# What to produce
Search the entries for the word "MemberSource". Copy every line that holds it.

# The records

◆ ◆ ◆

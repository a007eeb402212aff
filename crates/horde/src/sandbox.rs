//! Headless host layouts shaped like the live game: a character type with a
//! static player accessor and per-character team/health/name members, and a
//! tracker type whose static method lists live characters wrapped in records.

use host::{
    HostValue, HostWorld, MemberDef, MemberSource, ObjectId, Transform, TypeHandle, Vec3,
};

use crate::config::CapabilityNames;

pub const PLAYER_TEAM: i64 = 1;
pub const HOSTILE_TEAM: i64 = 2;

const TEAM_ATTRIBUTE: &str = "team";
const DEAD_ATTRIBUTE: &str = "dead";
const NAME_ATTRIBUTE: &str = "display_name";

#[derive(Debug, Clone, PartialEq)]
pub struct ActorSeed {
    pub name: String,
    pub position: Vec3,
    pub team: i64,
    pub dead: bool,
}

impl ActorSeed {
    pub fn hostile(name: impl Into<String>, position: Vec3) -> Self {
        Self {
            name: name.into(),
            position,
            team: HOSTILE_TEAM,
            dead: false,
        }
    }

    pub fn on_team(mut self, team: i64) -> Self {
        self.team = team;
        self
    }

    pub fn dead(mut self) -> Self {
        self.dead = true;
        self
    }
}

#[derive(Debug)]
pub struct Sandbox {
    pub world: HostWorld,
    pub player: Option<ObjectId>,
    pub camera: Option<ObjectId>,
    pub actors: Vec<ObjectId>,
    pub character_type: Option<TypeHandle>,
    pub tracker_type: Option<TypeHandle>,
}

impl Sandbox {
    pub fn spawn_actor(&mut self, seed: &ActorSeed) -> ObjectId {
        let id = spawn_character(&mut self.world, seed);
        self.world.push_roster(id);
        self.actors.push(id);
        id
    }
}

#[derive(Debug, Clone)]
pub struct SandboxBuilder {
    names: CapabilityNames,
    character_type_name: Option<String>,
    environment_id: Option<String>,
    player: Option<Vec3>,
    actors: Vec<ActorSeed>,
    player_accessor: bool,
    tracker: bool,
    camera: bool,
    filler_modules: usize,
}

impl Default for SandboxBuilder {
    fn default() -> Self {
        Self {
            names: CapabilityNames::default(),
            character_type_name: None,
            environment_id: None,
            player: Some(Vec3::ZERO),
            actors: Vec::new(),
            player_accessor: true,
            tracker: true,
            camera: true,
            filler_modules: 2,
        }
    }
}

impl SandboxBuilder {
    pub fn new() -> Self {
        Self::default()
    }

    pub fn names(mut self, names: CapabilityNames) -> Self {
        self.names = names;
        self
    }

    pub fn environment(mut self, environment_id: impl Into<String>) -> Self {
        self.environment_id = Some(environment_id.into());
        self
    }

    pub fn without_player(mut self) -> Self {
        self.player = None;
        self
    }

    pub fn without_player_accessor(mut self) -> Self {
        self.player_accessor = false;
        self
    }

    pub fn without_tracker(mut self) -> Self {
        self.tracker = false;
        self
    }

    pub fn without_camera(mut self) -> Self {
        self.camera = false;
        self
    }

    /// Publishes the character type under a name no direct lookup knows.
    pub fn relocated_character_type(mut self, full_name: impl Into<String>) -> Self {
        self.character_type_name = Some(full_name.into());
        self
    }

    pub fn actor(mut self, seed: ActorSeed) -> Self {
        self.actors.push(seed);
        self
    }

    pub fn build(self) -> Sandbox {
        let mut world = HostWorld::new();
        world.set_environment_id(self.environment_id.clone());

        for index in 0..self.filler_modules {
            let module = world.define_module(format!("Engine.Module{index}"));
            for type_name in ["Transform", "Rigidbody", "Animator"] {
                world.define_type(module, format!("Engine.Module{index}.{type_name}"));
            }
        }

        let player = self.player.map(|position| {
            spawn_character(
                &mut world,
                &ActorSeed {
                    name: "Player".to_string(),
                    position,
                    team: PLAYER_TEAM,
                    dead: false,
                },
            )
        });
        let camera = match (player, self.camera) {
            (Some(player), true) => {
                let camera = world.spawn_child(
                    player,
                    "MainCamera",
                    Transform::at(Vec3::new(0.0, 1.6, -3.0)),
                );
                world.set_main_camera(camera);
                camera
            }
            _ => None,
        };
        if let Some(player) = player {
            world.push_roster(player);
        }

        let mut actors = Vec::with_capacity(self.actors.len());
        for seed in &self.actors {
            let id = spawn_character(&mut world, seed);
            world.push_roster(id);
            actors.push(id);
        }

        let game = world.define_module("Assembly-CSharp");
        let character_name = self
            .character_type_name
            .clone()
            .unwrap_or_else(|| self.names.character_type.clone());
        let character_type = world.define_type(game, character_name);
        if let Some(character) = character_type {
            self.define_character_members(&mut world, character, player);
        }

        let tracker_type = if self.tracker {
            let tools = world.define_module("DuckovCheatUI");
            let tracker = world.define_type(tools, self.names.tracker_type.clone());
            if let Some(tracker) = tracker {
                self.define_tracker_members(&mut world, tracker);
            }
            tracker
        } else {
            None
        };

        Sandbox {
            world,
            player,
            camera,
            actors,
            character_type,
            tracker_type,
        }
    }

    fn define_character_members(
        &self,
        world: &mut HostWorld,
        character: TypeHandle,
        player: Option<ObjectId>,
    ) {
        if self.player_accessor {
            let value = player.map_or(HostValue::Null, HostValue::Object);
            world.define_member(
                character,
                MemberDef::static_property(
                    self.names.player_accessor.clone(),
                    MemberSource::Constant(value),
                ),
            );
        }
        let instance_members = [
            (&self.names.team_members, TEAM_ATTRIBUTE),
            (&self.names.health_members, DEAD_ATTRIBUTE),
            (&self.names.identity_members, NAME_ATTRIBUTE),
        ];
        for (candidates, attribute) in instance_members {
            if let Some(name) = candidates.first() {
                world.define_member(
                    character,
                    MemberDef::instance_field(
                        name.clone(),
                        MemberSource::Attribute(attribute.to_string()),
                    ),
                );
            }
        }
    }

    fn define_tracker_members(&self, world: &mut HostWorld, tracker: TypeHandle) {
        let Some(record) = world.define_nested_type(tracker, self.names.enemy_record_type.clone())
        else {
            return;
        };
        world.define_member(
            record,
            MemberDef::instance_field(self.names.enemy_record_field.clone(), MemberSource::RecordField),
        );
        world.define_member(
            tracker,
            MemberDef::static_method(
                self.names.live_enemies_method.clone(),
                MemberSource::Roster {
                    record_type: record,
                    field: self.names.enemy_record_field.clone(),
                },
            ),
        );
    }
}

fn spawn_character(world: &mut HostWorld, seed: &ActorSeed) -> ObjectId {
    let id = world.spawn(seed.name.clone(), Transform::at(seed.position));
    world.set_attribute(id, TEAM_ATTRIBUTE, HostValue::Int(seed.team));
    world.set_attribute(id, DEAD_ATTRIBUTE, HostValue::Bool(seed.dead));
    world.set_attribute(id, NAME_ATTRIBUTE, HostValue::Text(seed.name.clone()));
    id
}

◆ ◆ ◆

# Solved exercise
    HostValue, HostWorld, MemberDef, MemberSource, ObjectId, Transform, TypeHandle, Vec3,
                    MemberSource::Constant(value),
                        MemberSource::Attribute(attribute.to_string()),
            MemberDef::instance_field(self.names.enemy_record_field.clone(), MemberSource::RecordField),
                MemberSource::Roster {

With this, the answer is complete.